La brèche a été ouverte le 27 novembre, à la Chambre des communes par le chancelier de l'Échiquier (ministre des Finances) Gordon Brown : "Si vous voulez un service public digne de ce nom, vous devez en payer le prix, même si cela nécessite une hausse de la fiscalité". Cette nouvelle doctrine est complètement contraire au credo du système "thatchérien" puis "blairiste", fondé sur le refus d'accroître les prélèvements obligatoires.

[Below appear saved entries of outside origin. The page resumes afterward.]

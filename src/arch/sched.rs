//! Cooperative round-robin scheduler.
//!
//! Task 0 is the boot thread. Every other task gets its own kernel stack and starts by
//! dropping to ring 3 through `iretq`. Switches happen only in [`yield_now`], with
//! interrupts disabled.

use alloc::boxed::Box;
use alloc::vec;
use alloc::vec::Vec;
use core::arch::{asm, global_asm};

use spin::Mutex;
use x86_64::instructions::interrupts;
use x86_64::VirtAddr;

use super::gdt;
use crate::task::{TaskError, TaskHandle, TaskState, TaskSubsystem};

const KERNEL_STACK_SIZE: usize = 16 * 1024;
const MAX_TASKS: usize = 8;
/// Callee-saved registers pushed by `switch_context`.
const SAVED_REGISTERS: usize = 6;

extern "C" {
    fn switch_context(save_rsp: *mut u64, next_rsp: u64);
    fn task_trampoline();
}

global_asm!(
    r#"
    .global switch_context
switch_context:
    push rbp
    push rbx
    push r12
    push r13
    push r14
    push r15
    mov [rdi], rsp
    mov rsp, rsi
    pop r15
    pop r14
    pop r13
    pop r12
    pop rbx
    pop rbp
    ret

    // First run of a new task: r12 = entry, r13 = user stack top, r14 = argument.
    .global task_trampoline
task_trampoline:
    mov rdi, r12
    mov rsi, r13
    mov rdx, r14
    and rsp, -16
    call task_enter_user
    ud2
"#
);

/// Register state `iretq` restores on the way to ring 3.
#[repr(C)]
struct UserFrame {
    rip: u64,
    cs: u64,
    rflags: u64,
    rsp: u64,
    ss: u64,
}

#[no_mangle]
extern "C" fn task_enter_user(entry: u64, stack_top: u64, arg: u64) -> ! {
    let selectors = gdt::selectors();
    let frame = UserFrame {
        rip: entry,
        cs: u64::from(selectors.user_code.0),
        // IF set, reserved bit 1
        rflags: 0x202,
        rsp: stack_top,
        ss: u64::from(selectors.user_data.0),
    };
    // SAFETY: entry and stack were mapped user-accessible before the task was created, and
    // the TSS holds this task's kernel stack.
    unsafe {
        asm!(
            "push qword ptr [{frame} + 32]",
            "push qword ptr [{frame} + 24]",
            "push qword ptr [{frame} + 16]",
            "push qword ptr [{frame} + 8]",
            "push qword ptr [{frame}]",
            "xor eax, eax",
            "iretq",
            frame = in(reg) &frame as *const UserFrame,
            in("rdi") arg,
            options(noreturn)
        );
    }
}

struct Task {
    handle: TaskHandle,
    state: TaskState,
    saved_rsp: u64,
    /// `None` for task 0, which keeps the boot stack.
    kernel_stack: Option<Box<[u8]>>,
}

impl Task {
    fn stack_top(&self) -> Option<VirtAddr> {
        self.kernel_stack
            .as_ref()
            .map(|stack| (VirtAddr::from_ptr(stack.as_ptr()) + stack.len() as u64).align_down(16u64))
    }
}

struct RunQueue {
    tasks: Vec<Box<Task>>,
    current: usize,
    initialized: bool,
}

static RUN_QUEUE: Mutex<RunQueue> = Mutex::new(RunQueue {
    tasks: Vec::new(),
    current: 0,
    initialized: false,
});

/// Switches to the next ready task. Returns `false` if there was none.
pub fn yield_now() -> bool {
    let were_enabled = interrupts::are_enabled();
    interrupts::disable();

    let switch = {
        let mut queue = RUN_QUEUE.lock();
        let count = queue.tasks.len();
        let current = queue.current;
        let next = (1..count)
            .map(|step| (current + step) % count)
            .find(|&i| queue.tasks[i].state == TaskState::Ready);

        next.map(|next| {
            if queue.tasks[current].state == TaskState::Running {
                queue.tasks[current].state = TaskState::Ready;
            }
            queue.tasks[next].state = TaskState::Running;
            queue.current = next;
            if let Some(top) = queue.tasks[next].stack_top() {
                gdt::set_kernel_stack(top);
            }
            let save: *mut u64 = &mut queue.tasks[current].saved_rsp;
            (save, queue.tasks[next].saved_rsp)
        })
    };

    if let Some((save, next_rsp)) = switch {
        // SAFETY: tasks are boxed and never removed, so `save` stays valid; `next_rsp` was
        // written by `switch_context` or prepared by `create`.
        unsafe { switch_context(save, next_rsp) };
    }

    if were_enabled {
        interrupts::enable();
    }
    switch.is_some()
}

pub struct Scheduler;

impl TaskSubsystem for Scheduler {
    fn init(&self) -> Result<(), TaskError> {
        let mut queue = RUN_QUEUE.lock();
        if !queue.initialized {
            queue.tasks.reserve_exact(MAX_TASKS);
            queue.initialized = true;
        }
        Ok(())
    }

    fn run_as_task0(&self) -> Result<TaskHandle, TaskError> {
        let mut queue = RUN_QUEUE.lock();
        if !queue.initialized {
            return Err(TaskError::NotInitialized);
        }
        if queue.tasks.is_empty() {
            queue.tasks.push(Box::new(Task {
                handle: TaskHandle(0),
                state: TaskState::Running,
                saved_rsp: 0,
                kernel_stack: None,
            }));
            queue.current = 0;
        }
        Ok(queue.tasks[0].handle)
    }

    fn create(&self, entry: u64, stack_top: u64, arg: u64) -> Result<TaskHandle, TaskError> {
        let mut queue = RUN_QUEUE.lock();
        if queue.tasks.is_empty() {
            return Err(TaskError::NotInitialized);
        }
        if queue.tasks.len() >= MAX_TASKS {
            return Err(TaskError::TooManyTasks);
        }

        let mut stack = vec![0u8; KERNEL_STACK_SIZE].into_boxed_slice();
        let top = (stack.as_ptr() as u64 + KERNEL_STACK_SIZE as u64) & !0xf;
        // Layout popped by switch_context: r15, r14, r13, r12, rbx, rbp, return address.
        let frame_base = top - 16 - (SAVED_REGISTERS as u64) * 8;
        let offset = (frame_base - stack.as_ptr() as u64) as usize;
        let initial: [u64; SAVED_REGISTERS + 1] = [
            0,
            arg,
            stack_top,
            entry,
            0,
            0,
            task_trampoline as usize as u64,
        ];
        for (i, value) in initial.iter().enumerate() {
            let at = offset + i * 8;
            stack[at..at + 8].copy_from_slice(&value.to_ne_bytes());
        }

        let handle = TaskHandle(queue.tasks.len() as u32);
        queue.tasks.push(Box::new(Task {
            handle,
            state: TaskState::Ready,
            saved_rsp: frame_base,
            kernel_stack: Some(stack),
        }));
        log::debug!("sched: task {} ready, entry {:#x}", handle.0, entry);
        Ok(handle)
    }

    fn yield_now(&self) {
        yield_now();
    }
}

Le credo blairiste a été défini lors de son arrivée au pouvoir en 1997 : " Nous n'avons aucune intention d'augmenter les impôts ", disait-il alors et il le répéta lors de la dernière campagne électorale victorieuse.
Au contrair, Gordon Brown considère comme un retard de son pays le fait que le Royaume-Uni consacre à peine plus de 6 % de son produit intérieur brut aux dépenses de santé contre 9 et 10 % dans les autres pays de l'Union européenne
L'Angleterre travailliste a institué la gratuité des soins en 1948 dans le cadre du National Health Service. Ce système fait de l'État le dispensateur de soins. Les bons esprits trouvaient alors cette avancée remarquable et cependant depuis la fin des années 1960, le National Health Service connaît une situation de pénurie qui perdure. Même le thatchérisme n'est jamais parvenu à réformer le NHS.
L'Angleterre possède deux fois moins de lits d'hôpitaux et de médecins généralistes que la France, avec une population comparable. Il faut souvent attendre six mois, voire un an, avant d'y obtenir un rendez-vous chez un spécialiste via le NHS. Faute de dépistage, le taux de mortalité pour certains cancers est, nous dit-on, plus élevé que sur le continent. Lors des dernières élections, les travaillistes ont proclamé qu'ils sauveraient le National Health Service. Le 27 août dernier, M. Alan Milburn secrétaire d'État à la Santé en était cependant réduit à annoncer que les personnes patientant depuis plus de 18 mois pourraient se faire opérer sur le continent aux frais du National Health Service. La Grande-Bretagne comptait quelque 42 000 malades en attente d'une opération depuis plus d'un an.
Or avec une croissance estimée pour 2002 entre 2 et 2,5 % l'Angleterre ne peut plus compter sur la seule expansion pour financer, la rénovation des services publics à fiscalité constante, Aujourd'hui on évalue à 3 % la hausse nécessaire du taux de base de l'impôt sur le revenu.
Déjà le très populaire Sun, (3 500 000 exemplaires) et le Financial Times, qui avaient appelé à voter Blair commencent à retirer leur soutien aux travaillistes auxquels ils reprochent aussi la quasi renationalisation de Railtrack. Le miracle britannique est-il en passe de s'évanouir ? Pas sûr, car l'opinion des Anglais évolue, elle aussi : en 1999, ils étaient 79 % à accepter de payer davantage d'impôts pour améliorer le NHS, ils ne sont que 54 % aujourd'hui à être favorables à la solution Blair.